De La Rue: Wisdom of disclosure in policy

On August 18, 2016 the Treasury signed a joint venture agreement with the UK’s De La Rue subsidiary in Kenya.

The inking of the deal which was given a go-ahead by the Cabinet on July 28, 2016 effectively shutting out Parliament from interrogating the same effectively grants the government a 40 per cent investment stake in the printer.

This will see the government pay the UK firm Sh658 million. The government is expected to earn dividends from the revenue generated from the regional and local printing contracts.

Concerns have been raised that there are questions around the decision to exclude Parliament from the oversight.

Treasury Cabinet Secretary Henry Rotich has, however, indicated that the fundamental issues previously raised by the Public Accounts Committee especially on the long-term contract and raising the stake to 40 per cent had been addressed.

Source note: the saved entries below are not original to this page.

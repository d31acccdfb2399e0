//! PartyDaemon configuration types and loading

use std::collections::BTreeMap;
use std::fs;
use std::path::{Path, PathBuf};
use std::time::Duration;

use eyre::{Context, Result, eyre};
use serde::{Deserialize, Serialize};

use crate::analyzer::DependencyGraph;

/// Main PartyDaemon configuration
#[derive(Debug, Clone, Default, Serialize, Deserialize)]
#[serde(default)]
pub struct Config {
    /// Log level (overridden by --log-level)
    #[serde(rename = "log-level")]
    pub log_level: Option<String>,

    /// Event bus tuning
    pub bus: BusConfig,

    /// Agent runner tuning
    pub agents: AgentsConfig,

    /// Keyword table and dependency graph
    pub classifier: ClassifierConfig,
}

impl Config {
    /// Validate configuration before use
    ///
    /// Builds the dependency graph, so a cycle or a dangling edge fails here
    /// rather than at the first cascade.
    pub fn validate(&self) -> Result<()> {
        if self.bus.queue_capacity == 0 {
            return Err(eyre!("bus.queue-capacity must be at least 1"));
        }
        if self.agents.poll_interval_ms == 0 {
            return Err(eyre!("agents.poll-interval-ms must be at least 1"));
        }
        if self.classifier.keywords.is_empty() {
            return Err(eyre!("classifier.keywords must name at least one category"));
        }
        let graph = DependencyGraph::from_config(&self.classifier).context("Invalid classifier.dependencies")?;
        if let Some(category) = self.classifier.keywords.keys().find(|c| !graph.contains(c)) {
            return Err(eyre!("classifier keyword category {} has no dependencies entry", category));
        }
        Ok(())
    }

    /// Load configuration with fallback chain
    pub fn load(config_path: Option<&PathBuf>) -> Result<Self> {
        // If explicit config path provided, try to load it
        if let Some(path) = config_path {
            return Self::load_from_file(path).context(format!("Failed to load config from {}", path.display()));
        }

        // Try project-local config: .partydaemon.yml
        let local_config = PathBuf::from(".partydaemon.yml");
        if local_config.exists() {
            match Self::load_from_file(&local_config) {
                Ok(config) => return Ok(config),
                Err(e) => {
                    tracing::warn!("Failed to load config from {}: {}", local_config.display(), e);
                }
            }
        }

        // Try user config: ~/.config/partydaemon/partydaemon.yml
        if let Some(config_dir) = dirs::config_dir() {
            let user_config = config_dir.join("partydaemon").join("partydaemon.yml");
            if user_config.exists() {
                match Self::load_from_file(&user_config) {
                    Ok(config) => return Ok(config),
                    Err(e) => {
                        tracing::warn!("Failed to load config from {}: {}", user_config.display(), e);
                    }
                }
            }
        }

        tracing::info!("No config file found, using defaults");
        Ok(Self::default())
    }

    fn load_from_file<P: AsRef<Path>>(path: P) -> Result<Self> {
        let content = fs::read_to_string(&path).context("Failed to read config file")?;

        let config: Self = serde_yaml::from_str(&content).context("Failed to parse config file")?;

        tracing::info!("Loaded config from: {}", path.as_ref().display());
        Ok(config)
    }
}

/// Event bus tuning
#[derive(Debug, Clone, Serialize, Deserialize)]
#[serde(default)]
pub struct BusConfig {
    /// Per-subscriber queue capacity
    #[serde(rename = "queue-capacity")]
    pub queue_capacity: usize,

    /// How long publish waits on a full queue before dropping
    #[serde(rename = "delivery-timeout-ms")]
    pub delivery_timeout_ms: u64,

    /// Events kept in the debug ring buffer
    #[serde(rename = "history-size")]
    pub history_size: usize,

    /// How long shutdown waits for in-flight deliveries
    #[serde(rename = "shutdown-grace-ms")]
    pub shutdown_grace_ms: u64,
}

impl Default for BusConfig {
    fn default() -> Self {
        Self {
            queue_capacity: 100,
            delivery_timeout_ms: 100,
            history_size: 1000,
            shutdown_grace_ms: 2000,
        }
    }
}

impl BusConfig {
    pub fn delivery_timeout(&self) -> Duration {
        Duration::from_millis(self.delivery_timeout_ms)
    }

    pub fn shutdown_grace(&self) -> Duration {
        Duration::from_millis(self.shutdown_grace_ms)
    }
}

/// Agent runner tuning
#[derive(Debug, Clone, Serialize, Deserialize)]
#[serde(default)]
pub struct AgentsConfig {
    /// How often an idle agent loop checks its running flag
    #[serde(rename = "poll-interval-ms")]
    pub poll_interval_ms: u64,

    /// Upper bound on one dynamic agent execution
    #[serde(rename = "execution-timeout-ms")]
    pub execution_timeout_ms: u64,

    /// How long stop waits for agent tasks before aborting them
    #[serde(rename = "stop-timeout-ms")]
    pub stop_timeout_ms: u64,
}

impl Default for AgentsConfig {
    fn default() -> Self {
        Self {
            poll_interval_ms: 1000,
            execution_timeout_ms: 30_000,
            stop_timeout_ms: 5000,
        }
    }
}

impl AgentsConfig {
    pub fn poll_interval(&self) -> Duration {
        Duration::from_millis(self.poll_interval_ms)
    }

    pub fn execution_timeout(&self) -> Duration {
        Duration::from_millis(self.execution_timeout_ms)
    }

    pub fn stop_timeout(&self) -> Duration {
        Duration::from_millis(self.stop_timeout_ms)
    }
}

/// One node of the dependency graph
#[derive(Debug, Clone, PartialEq, Eq, Serialize, Deserialize)]
pub struct DependencyConfig {
    /// Categories whose results derive from this one
    #[serde(default)]
    pub affects: Vec<String>,

    /// 1 runs first, 5 runs last
    pub priority: u8,
}

impl DependencyConfig {
    fn new(affects: &[&str], priority: u8) -> Self {
        Self {
            affects: affects.iter().map(|s| s.to_string()).collect(),
            priority,
        }
    }
}

/// Classifier configuration
#[derive(Debug, Clone, Serialize, Deserialize)]
#[serde(default)]
pub struct ClassifierConfig {
    /// Score added per category named in `category_hints` metadata
    #[serde(rename = "hint-boost")]
    pub hint_boost: u32,

    /// Category → whole-word keywords
    pub keywords: BTreeMap<String, Vec<String>>,

    /// Category → downstream categories and priority
    pub dependencies: BTreeMap<String, DependencyConfig>,
}

fn words(list: &[&str]) -> Vec<String> {
    list.iter().map(|s| s.to_string()).collect()
}

impl Default for ClassifierConfig {
    fn default() -> Self {
        let keywords = BTreeMap::from([
            (
                "theme".to_string(),
                words(&[
                    "theme", "themed", "costume", "costumes", "dinosaur", "dinosaurs", "jungle", "princess",
                    "superhero", "pirate", "unicorn", "space", "mermaid", "safari", "decorations", "colors",
                ]),
            ),
            (
                "venue".to_string(),
                words(&[
                    "venue", "park", "hall", "backyard", "restaurant", "location", "indoor", "outdoor", "garden",
                    "beach", "guests", "kids", "people",
                ]),
            ),
            (
                "cake".to_string(),
                words(&[
                    "cake", "cakes", "cupcake", "cupcakes", "dessert", "frosting", "bakery", "candles", "sweets",
                ]),
            ),
            (
                "catering".to_string(),
                words(&[
                    "food", "catering", "menu", "lunch", "dinner", "snacks", "pizza", "drinks", "vegetarian",
                    "vegan", "allergy", "allergies", "buffet",
                ]),
            ),
            (
                "vendor".to_string(),
                words(&[
                    "vendor", "vendors", "entertainer", "magician", "clown", "dj", "music", "balloons",
                    "photographer", "bounce", "rental", "rentals", "supplies",
                ]),
            ),
        ]);

        let dependencies = BTreeMap::from([
            ("theme".to_string(), DependencyConfig::new(&["cake", "venue", "vendor"], 1)),
            ("venue".to_string(), DependencyConfig::new(&["catering", "budget"], 2)),
            ("cake".to_string(), DependencyConfig::new(&[], 3)),
            ("catering".to_string(), DependencyConfig::new(&["budget"], 3)),
            ("vendor".to_string(), DependencyConfig::new(&[], 4)),
            ("budget".to_string(), DependencyConfig::new(&[], 5)),
        ]);

        Self {
            hint_boost: 3,
            keywords,
            dependencies,
        }
    }
}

He is quoted stating that the deal had separated the investment aspect from contracting by ensuring that the deal had no exclusivity clauses, hence the printing firm will be subjected to competitive bidding for any arising contracts by the Kenya government.

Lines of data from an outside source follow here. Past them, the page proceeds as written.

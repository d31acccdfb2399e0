//! AgentResult domain type
//!
//! One slot per agent per session. The slot is overwritten on every run,
//! but `started_at` survives the running → completed/failed transition.

use chrono::{DateTime, Utc};
use serde::{Deserialize, Serialize};
use serde_json::Value;

/// Agent execution status
#[derive(Debug, Clone, Copy, PartialEq, Eq, Hash, Serialize, Deserialize, Default)]
#[serde(rename_all = "snake_case")]
pub enum AgentStatus {
    /// Scheduled but not picked up
    #[default]
    Pending,
    /// Executing right now
    Running,
    /// Produced a result
    Completed,
    /// Execution raised an error
    Failed,
}

impl AgentStatus {
    /// Whether an execution is in flight
    pub fn is_active(&self) -> bool {
        matches!(self, Self::Pending | Self::Running)
    }
}

impl std::fmt::Display for AgentStatus {
    fn fmt(&self, f: &mut std::fmt::Formatter<'_>) -> std::fmt::Result {
        match self {
            Self::Pending => write!(f, "pending"),
            Self::Running => write!(f, "running"),
            Self::Completed => write!(f, "completed"),
            Self::Failed => write!(f, "failed"),
        }
    }
}

/// Latest outcome of one agent inside one session
#[derive(Debug, Clone, PartialEq, Serialize, Deserialize)]
pub struct AgentResult {
    pub agent_name: String,

    pub status: AgentStatus,

    /// Inputs the latest execution was triggered with
    #[serde(default)]
    pub input_ids: Vec<String>,

    /// Agent-specific JSON result (null until completed)
    #[serde(default)]
    pub result: Value,

    /// Confidence in [0, 1]
    #[serde(default)]
    pub confidence: f64,

    pub started_at: DateTime<Utc>,

    #[serde(default)]
    pub completed_at: Option<DateTime<Utc>>,

    /// Error string when status is failed
    #[serde(default)]
    pub error: Option<String>,
}

impl AgentResult {
    /// A fresh running slot
    pub fn running(agent_name: impl Into<String>) -> Self {
        Self {
            agent_name: agent_name.into(),
            status: AgentStatus::Running,
            input_ids: Vec::new(),
            result: Value::Null,
            confidence: 0.0,
            started_at: Utc::now(),
            completed_at: None,
            error: None,
        }
    }

    pub fn with_inputs(mut self, input_ids: Vec<String>) -> Self {
        self.input_ids = input_ids;
        self
    }

    /// Whether the latest execution was fed by this input
    pub fn used_input(&self, input_id: &str) -> bool {
        self.input_ids.iter().any(|id| id == input_id)
    }

    /// Transition to completed, keeping started_at
    pub fn complete(&mut self, result: Value, confidence: f64) {
        self.status = AgentStatus::Completed;
        self.result = result;
        self.confidence = confidence.clamp(0.0, 1.0);
        self.completed_at = Some(Utc::now());
        self.error = None;
    }

    /// Transition to failed, keeping started_at
    pub fn fail(&mut self, error: impl Into<String>) {
        self.status = AgentStatus::Failed;
        self.result = Value::Null;
        self.confidence = 0.0;
        self.completed_at = Some(Utc::now());
        self.error = Some(error.into());
    }

    pub fn is_completed(&self) -> bool {
        self.status == AgentStatus::Completed
    }
}

#[cfg(test)]
mod tests {
    use super::*;
    use serde_json::json;

    #[test]
    fn test_complete_preserves_started_at() {
        let mut result = AgentResult::running("theme_agent");
        let started = result.started_at;

        result.complete(json!({"theme": "jungle"}), 0.8);

        assert_eq!(result.status, AgentStatus::Completed);
        assert_eq!(result.started_at, started);
        assert!(result.completed_at.is_some());
        assert_eq!(result.result["theme"], "jungle");
    }

    #[test]
    fn test_confidence_clamped() {
        let mut result = AgentResult::running("cake_agent");
        result.complete(json!({}), 1.7);
        assert_eq!(result.confidence, 1.0);
    }

    #[test]
    fn test_fail_clears_result() {
        let mut result = AgentResult::running("venue_agent");
        result.complete(json!({"venue": "park"}), 0.5);
        result.fail("boom");

        assert_eq!(result.status, AgentStatus::Failed);
        assert_eq!(result.result, Value::Null);
        assert_eq!(result.error.as_deref(), Some("boom"));
    }

    #[test]
    fn test_status_serde() {
        assert_eq!(serde_json::to_string(&AgentStatus::Completed).unwrap(), "\"completed\"");
        assert!(AgentStatus::Running.is_active());
        assert!(!AgentStatus::Failed.is_active());
    }
}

The firm has for decades printed Kenya’s bank notes without going through the strictures of competitive bidding and it remains to be seen how the Kenya government is going to subject a firm it has substantial stake and fiscal interest to competitive bidding with other firms it has never contracted with and has no interest of whatever nature in.

Article 10 of the Constitution requires that when making or implementing public policy decisions the State Officers, State Organs, Public Officers and all persons shall take into consideration democracy, participation of the people, inclusiveness, transparency and accountability among other national values and principles.

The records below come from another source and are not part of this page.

//! Event envelope and payload types
//!
//! Each topic maps to exactly one `EventPayload` variant. The envelope's
//! `topic` is derived from the payload, so a well-formed event can never
//! disagree with its own topic. `Event::from_json` is the one place events
//! are decoded from the wire, and it runs the same validation as publish.

use chrono::{DateTime, Utc};
use serde::{Deserialize, Serialize};
use serde_json::{Map, Value};

use super::topic::Topic;
use crate::domain::{Budget, FinalPlan, SourceType};

/// Why a should-execute event was emitted
#[derive(Debug, Clone, Copy, PartialEq, Eq, Hash, Serialize, Deserialize)]
#[serde(rename_all = "snake_case")]
pub enum ExecutionType {
    /// The agent has never produced a result in this session
    Start,
    /// The agent's supporting inputs changed
    Rerun,
    /// An upstream agent reran; refresh against its new output
    Recalculate,
}

impl std::fmt::Display for ExecutionType {
    fn fmt(&self, f: &mut std::fmt::Formatter<'_>) -> std::fmt::Result {
        match self {
            Self::Start => write!(f, "start"),
            Self::Rerun => write!(f, "rerun"),
            Self::Recalculate => write!(f, "recalculate"),
        }
    }
}

/// Failure classification carried by `agent.failed`
#[derive(Debug, Clone, Copy, PartialEq, Eq, Hash, Serialize, Deserialize)]
#[serde(rename_all = "snake_case")]
pub enum ErrorType {
    Timeout,
    Validation,
    ExternalApi,
    Internal,
}

impl std::fmt::Display for ErrorType {
    fn fmt(&self, f: &mut std::fmt::Formatter<'_>) -> std::fmt::Result {
        match self {
            Self::Timeout => write!(f, "timeout"),
            Self::Validation => write!(f, "validation"),
            Self::ExternalApi => write!(f, "external_api"),
            Self::Internal => write!(f, "internal"),
        }
    }
}

/// Why an input was removed
#[derive(Debug, Clone, Copy, PartialEq, Eq, Hash, Serialize, Deserialize, Default)]
#[serde(rename_all = "snake_case")]
pub enum RemovalReason {
    #[default]
    UserAction,
    Duplicate,
    Invalid,
}

#[derive(Debug, Clone, PartialEq, Serialize, Deserialize)]
pub struct InputAdded {
    pub input_id: String,
    pub content: String,
    pub source_type: SourceType,
    #[serde(default)]
    pub tags: Vec<String>,
    pub added_by: String,
}

#[derive(Debug, Clone, PartialEq, Serialize, Deserialize)]
pub struct InputRemoved {
    pub input_id: String,
    pub removed_by: String,
    pub reason: RemovalReason,
}

#[derive(Debug, Clone, PartialEq, Serialize, Deserialize)]
pub struct ShouldExecute {
    pub agent_name: String,
    pub execution_type: ExecutionType,
    #[serde(default)]
    pub input_ids: Vec<String>,
    /// 1 runs first, 5 runs last
    pub priority: u8,
}

#[derive(Debug, Clone, PartialEq, Serialize, Deserialize)]
pub struct AgentStarted {
    pub agent_name: String,
    pub execution_id: String,
    #[serde(default)]
    pub message: Option<String>,
}

#[derive(Debug, Clone, PartialEq, Serialize, Deserialize)]
pub struct AgentCompleted {
    pub agent_name: String,
    pub execution_id: String,
    pub result: Value,
    pub confidence: f64,
    pub execution_time_ms: u64,
}

#[derive(Debug, Clone, PartialEq, Serialize, Deserialize)]
pub struct AgentFailed {
    pub agent_name: String,
    pub execution_id: String,
    pub error: String,
    pub error_type: ErrorType,
}

#[derive(Debug, Clone, PartialEq, Serialize, Deserialize)]
pub struct DataRemoved {
    pub agent_name: String,
    pub reason: String,
    #[serde(default)]
    pub removed_input_id: Option<String>,
}

/// Payload union - one variant per topic
#[derive(Debug, Clone, PartialEq, Serialize, Deserialize)]
#[serde(tag = "type", rename_all = "snake_case")]
pub enum EventPayload {
    InputAdded(InputAdded),
    InputRemoved(InputRemoved),
    ShouldExecute(ShouldExecute),
    AgentStarted(AgentStarted),
    AgentCompleted(AgentCompleted),
    AgentFailed(AgentFailed),
    DataRemoved(DataRemoved),
    BudgetUpdated(Budget),
    PlanUpdated(FinalPlan),
}

impl EventPayload {
    /// The topic this payload belongs on
    pub fn topic(&self) -> Topic {
        match self {
            Self::InputAdded(_) => Topic::InputAdded,
            Self::InputRemoved(_) => Topic::InputRemoved,
            Self::ShouldExecute(_) => Topic::AgentShouldExecute,
            Self::AgentStarted(_) => Topic::AgentStarted,
            Self::AgentCompleted(_) => Topic::AgentCompleted,
            Self::AgentFailed(_) => Topic::AgentFailed,
            Self::DataRemoved(_) => Topic::AgentDataRemoved,
            Self::BudgetUpdated(_) => Topic::BudgetUpdated,
            Self::PlanUpdated(_) => Topic::PlanUpdated,
        }
    }

    /// Agent the payload is about, for agent-scoped topics
    pub fn agent_name(&self) -> Option<&str> {
        match self {
            Self::ShouldExecute(p) => Some(&p.agent_name),
            Self::AgentStarted(p) => Some(&p.agent_name),
            Self::AgentCompleted(p) => Some(&p.agent_name),
            Self::AgentFailed(p) => Some(&p.agent_name),
            Self::DataRemoved(p) => Some(&p.agent_name),
            Self::InputAdded(_) | Self::InputRemoved(_) | Self::BudgetUpdated(_) | Self::PlanUpdated(_) => None,
        }
    }

    /// Check value ranges the type system cannot express
    pub fn validate(&self) -> Result<(), String> {
        match self {
            Self::ShouldExecute(p) if !(1..=5).contains(&p.priority) => {
                Err(format!("priority {} outside [1, 5]", p.priority))
            }
            Self::AgentCompleted(p) if !(0.0..=1.0).contains(&p.confidence) => {
                Err(format!("confidence {} outside [0, 1]", p.confidence))
            }
            Self::PlanUpdated(p) if p.completion_percent > 100 => {
                Err(format!("completion_percent {} outside [0, 100]", p.completion_percent))
            }
            Self::BudgetUpdated(b) if b.total_budget.min > b.total_budget.max => Err(format!(
                "budget min {} exceeds max {}",
                b.total_budget.min, b.total_budget.max
            )),
            Self::ShouldExecute(p) if p.agent_name.is_empty() => Err("empty agent_name".to_string()),
            Self::InputAdded(p) if p.input_id.is_empty() => Err("empty input_id".to_string()),
            Self::InputRemoved(p) if p.input_id.is_empty() => Err("empty input_id".to_string()),
            _ => Ok(()),
        }
    }
}

/// Immutable message on the bus
#[derive(Debug, Clone, PartialEq, Serialize, Deserialize)]
pub struct Event {
    pub event_id: String,
    pub session_id: String,
    pub topic: Topic,
    pub timestamp: DateTime<Utc>,
    /// Shared by every event in one causal chain
    pub correlation_id: String,
    pub payload: EventPayload,
    #[serde(default)]
    pub metadata: Map<String, Value>,
}

impl Event {
    /// Start a new causal chain
    pub fn new(session_id: impl Into<String>, payload: EventPayload) -> Self {
        Self {
            event_id: uuid::Uuid::now_v7().to_string(),
            session_id: session_id.into(),
            topic: payload.topic(),
            timestamp: Utc::now(),
            correlation_id: uuid::Uuid::now_v7().to_string(),
            payload,
            metadata: Map::new(),
        }
    }

    /// Derive an event that continues `parent`'s chain
    pub fn caused_by(parent: &Event, payload: EventPayload) -> Self {
        Self::new(parent.session_id.clone(), payload).with_correlation_id(parent.correlation_id.clone())
    }

    pub fn with_correlation_id(mut self, correlation_id: impl Into<String>) -> Self {
        self.correlation_id = correlation_id.into();
        self
    }

    pub fn with_metadata(mut self, metadata: Map<String, Value>) -> Self {
        self.metadata = metadata;
        self
    }

    pub fn with_metadata_value(mut self, key: impl Into<String>, value: Value) -> Self {
        self.metadata.insert(key.into(), value);
        self
    }

    /// Validate envelope/payload agreement and payload ranges
    pub fn validate(&self) -> Result<(), String> {
        if self.topic != self.payload.topic() {
            return Err(format!(
                "topic {} does not match payload for {}",
                self.topic,
                self.payload.topic()
            ));
        }
        if self.session_id.is_empty() {
            return Err("empty session_id".to_string());
        }
        self.payload.validate()
    }

    /// Decode and validate an event from JSON
    pub fn from_json(json: &str) -> Result<Self, super::BusError> {
        let event: Event =
            serde_json::from_str(json).map_err(|e| super::BusError::InvalidPayload(e.to_string()))?;
        event.validate().map_err(super::BusError::InvalidPayload)?;
        Ok(event)
    }

    /// Event type name for logging
    pub fn event_type(&self) -> &'static str {
        self.topic.as_str()
    }

    pub fn agent_name(&self) -> Option<&str> {
        self.payload.agent_name()
    }
}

Article 232 (1)(d) states that people shall be involved in policy making. Article 201(a), (d) and (e) respectively further states that there shall be openness and accountability, including public participation in financial matters, public money shall be used in a prudent and responsible way and that financial management shall be responsible with clear fiscal reporting. Article 232(i)(f) states that the public is entitled to transparency, timely and accurate information.

Also, the objective of the Public Finance Management Act, 2012 Act is to ensure that public finances are managed in accordance with the principles set out in the Constitution (Articles 225 and 226); and that public officers who are given the responsibility to manage the finances managing those finances through the Parliament in the instance of national government.

Going by Section 6, the Act prevails over any Act in matters to do with raising of revenue and importantly making of expenditures.

Under Section 7(d) the National Assembly Budget Committee has a responsibility to among others monitor adherence by the national government and its entities, Parliament and the judiciary to the principles of public finance as set out in the Constitution and to the fiscal responsibility principles of the Act. Section 15(1) provides that the National Treasury shall manage the national government public finances in accordance with the Constitution and fiscal responsibility principles.

Section 196(1)(3) and (4) outlaws public officer’s expenditure of public money, entering into any obligation that has financial implications or entering into any transaction that binds or may bind the national government entity to any future obligation otherwise than authorised by the Constitution or an Act of Parliament.

Section 197(i)(h) makes it a financial misconduct offence for any officer to incur expenditure or make a commitment on behalf of the government or government entity without lawful authority.

Further the objective of the Public Procurement and Disposal Act, 2015 Act is to give effect to Article 227 of the Constitution; to provide procedures for efficient public procurement by public entities.

Whereas the disclosure so far done by the National Treasury is appreciated, the prevailing public opinion is that there is a need for further and full disclosure.

It has always been said that the devil is always in the detail. This may be the same with the De La Rue deal. As such and more so due to the fact that the deal has not been interrogated.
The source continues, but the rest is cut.